Product Information
19991-1-AP targets HBB-Specific in ELISA applications and shows reactivity with human samples.
| Tested Reactivity | human |
| Host / Isotype | Rabbit / IgG |
| Class | Polyclonal |
| Type | Antibody |
| Immunogen | Peptide Predict reactive species |
| Full Name | hemoglobin, beta |
| Calculated Molecular Weight | 16 kDa |
| GenBank Accession Number | NM_000518 |
| Gene Symbol | HBB |
| Gene ID (NCBI) | 3043 |
| Conjugate | Unconjugated |
| Form | Liquid |
| Purification Method | Antigen affinity purification |
| UNIPROT ID | P68871 |
| Storage Buffer | PBS with 0.02% sodium azide and 50% glycerol, pH 7.3. |
| Storage Conditions | Store at -20°C. Stable for one year after shipment.

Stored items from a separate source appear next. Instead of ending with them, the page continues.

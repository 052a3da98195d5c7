//! Client-side cache of the backend's users and accounts
//!
//! The directory holds the read model shown by the views: users with their
//! accounts, a loading flag, the last error and the last status message.
//! Each `on_*` method applies the outcome of one backend call. A failed call
//! only records its error; the users are never touched.

use crate::error::ApiError;
use crate::models::{BankAccount, User};
use std::collections::HashMap;

#[derive(Debug, Clone, PartialEq)]
pub struct Directory {
    users: Vec<User>,
    /// account number -> position of the owning user in `users`
    account_index: HashMap<String, usize>,
    pub loading: bool,
    pub error: Option<String>,
    pub message: Option<String>,
}

impl Default for Directory {
    fn default() -> Self {
        Self::new()
    }
}

impl Directory {
    /// An empty directory waiting for the initial load
    pub fn new() -> Self {
        Self {
            users: Vec::new(),
            account_index: HashMap::new(),
            loading: true,
            error: None,
            message: None,
        }
    }

    #[cfg(test)]
    pub fn with_users(users: Vec<User>) -> Self {
        let mut directory = Self::new();
        directory.loading = false;
        directory.set_users(users);
        directory
    }

    /// Cached users; empty while the initial load is pending
    pub fn users(&self) -> &[User] {
        if self.loading { &[] } else { &self.users[..] }
    }

    pub fn find_account(&self, account_number: &str) -> Option<&BankAccount> {
        let owner = *self.account_index.get(account_number)?;
        self.users[owner]
            .bank_accounts
            .iter()
            .find(|account| account.account_number == account_number)
    }

    pub fn owner_of(&self, account_number: &str) -> Option<&User> {
        self.account_index
            .get(account_number)
            .map(|&owner| &self.users[owner])
    }

    fn set_users(&mut self, users: Vec<User>) {
        self.users = users;
        self.reindex();
    }

    fn reindex(&mut self) {
        self.account_index.clear();
        for (position, user) in self.users.iter().enumerate() {
            for account in &user.bank_accounts {
                if let Some(previous) = self
                    .account_index
                    .insert(account.account_number.clone(), position)
                {
                    if previous != position {
                        log::warn!(
                            "Account {} is listed under several users, keeping the last one",
                            account.account_number
                        );
                    }
                }
            }
        }
    }

    fn succeed(&mut self, message: impl Into<String>) {
        self.error = None;
        self.message = Some(message.into());
    }

    /// Record a failed call; the cached users stay as they are
    pub fn fail(&mut self, error: impl std::fmt::Display) {
        let description = error.to_string();
        log::error!("{}", description);
        self.error = Some(description);
    }

    /// Outcome of the initial login + user list fetch
    pub fn on_users_loaded(&mut self, result: Result<Vec<User>, ApiError>) {
        match result {
            Ok(users) => {
                log::info!("Loaded {} users", users.len());
                self.set_users(users);
                self.error = None;
            }
            Err(e) => self.fail(e),
        }
        self.loading = false;
    }

    pub fn on_user_registered(&mut self, result: Result<User, ApiError>) {
        match result {
            Ok(user) => {
                self.users.push(user);
                self.reindex();
                self.succeed("User registered successfully");
            }
            Err(e) => self.fail(e),
        }
    }

    pub fn on_user_updated(&mut self, user_id: i64, result: Result<User, ApiError>) {
        match result {
            Ok(updated) => {
                // The update response lists no accounts; a profile edit never changes them
                match self.users.iter_mut().find(|user| user.user_id == user_id) {
                    Some(user) => {
                        let bank_accounts = std::mem::take(&mut user.bank_accounts);
                        *user = User {
                            bank_accounts,
                            ..updated
                        };
                    }
                    None => log::warn!("Updated user {} is not in the cache", user_id),
                }
                self.reindex();
                self.succeed("User updated successfully");
            }
            Err(e) => self.fail(e),
        }
    }

    /// Append a created account to the user owning `owner_email`.
    ///
    /// Returns false when no cached user has that email. The account exists on
    /// the server but is not shown until the next full load.
    pub fn on_account_created(
        &mut self,
        owner_email: &str,
        result: Result<BankAccount, ApiError>,
    ) -> bool {
        let account = match result {
            Ok(account) => account,
            Err(e) => {
                self.fail(e);
                return false;
            }
        };

        let Some(position) = self.users.iter().position(|user| user.email == owner_email) else {
            log::warn!(
                "Account {} was created but no listed user has email {}",
                account.account_number,
                owner_email
            );
            self.fail(format!(
                "Account {} was created, but no listed user has email {}; reload to see it",
                account.account_number, owner_email
            ));
            return false;
        };

        self.account_index
            .insert(account.account_number.clone(), position);
        self.users[position].bank_accounts.push(account);
        self.succeed("Bank account created successfully");
        true
    }

    /// Replace a cached account by the server's snapshot of it.
    ///
    /// Returns false when the account is not cached.
    pub fn patch_account(&mut self, snapshot: BankAccount) -> bool {
        let Some(&owner) = self.account_index.get(&snapshot.account_number) else {
            log::warn!(
                "Account {} is not in the cache, nothing to patch",
                snapshot.account_number
            );
            return false;
        };

        match self.users[owner]
            .bank_accounts
            .iter_mut()
            .find(|account| account.account_number == snapshot.account_number)
        {
            Some(account) => {
                *account = snapshot;
                true
            }
            None => false,
        }
    }

    /// Outcome of a deposit, withdrawal or transfer on one account
    pub fn on_account_changed(
        &mut self,
        result: Result<BankAccount, ApiError>,
        success_message: &str,
    ) {
        match result {
            Ok(snapshot) => {
                self.patch_account(snapshot);
                self.succeed(success_message);
            }
            Err(e) => self.fail(e),
        }
    }

    pub fn on_account_deleted(&mut self, account_number: &str, result: Result<(), ApiError>) {
        match result {
            Ok(()) => {
                if let Some(owner) = self.account_index.remove(account_number) {
                    self.users[owner]
                        .bank_accounts
                        .retain(|account| account.account_number != account_number);
                }
                self.succeed("Account deleted successfully");
            }
            Err(e) => self.fail(e),
        }
    }
}
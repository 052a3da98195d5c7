use super::dispatch;
use super::primitives::Button;
use crate::console::Console;
use crate::error::ApiError;
use crate::models::{BankAccount, Transaction};
use dioxus::prelude::*;

#[derive(Debug, Clone, PartialEq, Default)]
enum FetchState {
    #[default]
    NotLoaded,
    Pending,
    Loaded(Vec<Transaction>),
}

/// Visibility and fetch state of one account's transaction list.
///
/// Transactions are fetched the first time the panel is shown. Toggling again
/// while the fetch is pending, or after it completed, never fetches twice; a
/// failed fetch is retried the next time the panel is shown.
#[derive(Debug, Clone, PartialEq, Default)]
pub struct TransactionPanel {
    visible: bool,
    fetch: FetchState,
}

impl TransactionPanel {
    /// Flip visibility; returns true when the caller should start a fetch
    pub fn toggle(&mut self) -> bool {
        self.visible = !self.visible;
        if self.visible && self.fetch == FetchState::NotLoaded {
            self.fetch = FetchState::Pending;
            return true;
        }
        false
    }

    pub fn finish_fetch(&mut self, result: Result<Vec<Transaction>, ApiError>) {
        self.fetch = match result {
            Ok(transactions) => {
                log::debug!("Loaded {} transactions", transactions.len());
                FetchState::Loaded(transactions)
            }
            Err(e) => {
                log::error!("Error loading transactions: {}", e);
                FetchState::NotLoaded
            }
        };
    }

    pub fn is_visible(&self) -> bool {
        self.visible
    }

    pub fn is_pending(&self) -> bool {
        self.fetch == FetchState::Pending
    }

    pub fn transactions(&self) -> Option<&[Transaction]> {
        match &self.fetch {
            FetchState::Loaded(transactions) => Some(transactions),
            _ => None,
        }
    }
}

#[component]
pub fn BankAccountList(console: Console, accounts: Vec<BankAccount>) -> Element {
    rsx! {
        div { class: "bank-accounts",
            h3 { "Bank Accounts:" }
            for account in accounts.iter() {
                BankAccountCard {
                    key: "{account.account_number}",
                    console: console.clone(),
                    account: account.clone(),
                }
            }
        }
    }
}

#[component]
fn BankAccountCard(console: Console, account: BankAccount) -> Element {
    let mut panel = use_signal(TransactionPanel::default);

    let delete_console = console.clone();
    let delete_number = account.account_number.clone();
    let fetch_number = account.account_number.clone();

    let toggle_transactions = move |_: MouseEvent| {
        let should_fetch = panel.write().toggle();
        if should_fetch {
            let console = console.clone();
            let account_number = fetch_number.clone();
            spawn(async move {
                let result = console.account_transactions(&account_number).await;
                panel.write().finish_fetch(result);
            });
        }
    };

    let state = panel();
    let toggle_label = if state.is_visible() {
        "Hide Transactions"
    } else {
        "View Transactions"
    };
    let rows: Vec<(String, Transaction)> = state
        .transactions()
        .unwrap_or_default()
        .iter()
        .enumerate()
        .map(|(index, transaction)| {
            let key = transaction
                .transaction_id
                .map(|id| id.to_string())
                .unwrap_or_else(|| format!("row-{}", index));
            (key, transaction.clone())
        })
        .collect();

    rsx! {
        div { class: "account-card",
            p {
                strong { "Account Number:" }
                " {account.account_number}"
            }
            p {
                strong { "Account Type:" }
                " {account.account_type}"
            }
            p {
                strong { "Balance:" }
                " {account.display_balance()}"
            }
            Button {
                class: "delete-account",
                on_click: move |_| {
                    let console = delete_console.clone();
                    let account_number = delete_number.clone();
                    dispatch(async move { console.delete_account(&account_number).await });
                },
                "Delete Account"
            }
            Button { class: "view-transactions", on_click: toggle_transactions, "{toggle_label}" }
            if state.is_visible() {
                if state.is_pending() {
                    p { class: "transactions-loading", "Loading transactions..." }
                } else if state.transactions().is_some() && rows.is_empty() {
                    p { "No transactions found." }
                } else if !rows.is_empty() {
                    div { class: "transactions",
                        h4 { "Transactions:" }
                        for (key , transaction) in rows {
                            TransactionEntry { key: "{key}", transaction }
                        }
                    }
                }
            }
        }
    }
}

#[component]
fn TransactionEntry(transaction: Transaction) -> Element {
    let id = transaction
        .transaction_id
        .map(|id| id.to_string())
        .unwrap_or_default();
    let amount = format!("{:.2}", transaction.amount.round_dp(2));
    let style = transaction.transaction_type.css_class();
    let when = transaction.local_time();
    let from = transaction.from_account_number.clone().unwrap_or_default();
    let to = transaction.to_account_number.clone().unwrap_or_default();

    rsx! {
        div { class: "transaction-card {style}",
            p {
                strong { "Transaction ID:" }
                " {id}"
            }
            p {
                strong { "Type:" }
                " {transaction.transaction_type}"
            }
            p {
                strong { "Amount:" }
                " {amount}"
            }
            if !from.is_empty() {
                p {
                    strong { "From:" }
                    " {from}"
                }
            }
            if !to.is_empty() {
                p {
                    strong { "To:" }
                    " {to}"
                }
            }
            p {
                strong { "Date:" }
                " {when}"
            }
        }
    }
}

Aliquoting is unnecessary for -20oC storage. 20ul sizes contain 0.1% BSA. |
Background Information
HBB, also named as LVV-hemorphin-7, CD113t-C and beta-globin, Belongs to the globin family. HBB is involved in oxygen transport from the lung to the various peripheral tissues. HBB potentiates the activity of bradykinin, causing a decrease in blood pressure. Defects in HBB may be a cause of Heinz body anemias. Defects in HBB are the cause of beta-thalassemia (B-THAL). Defects in HBB are the cause of sickle cell anemia. Defects in HBB are the cause of beta-thalassemia dominant inclusion body type (B-THALIB). The antibody has no cross reaction with HBD.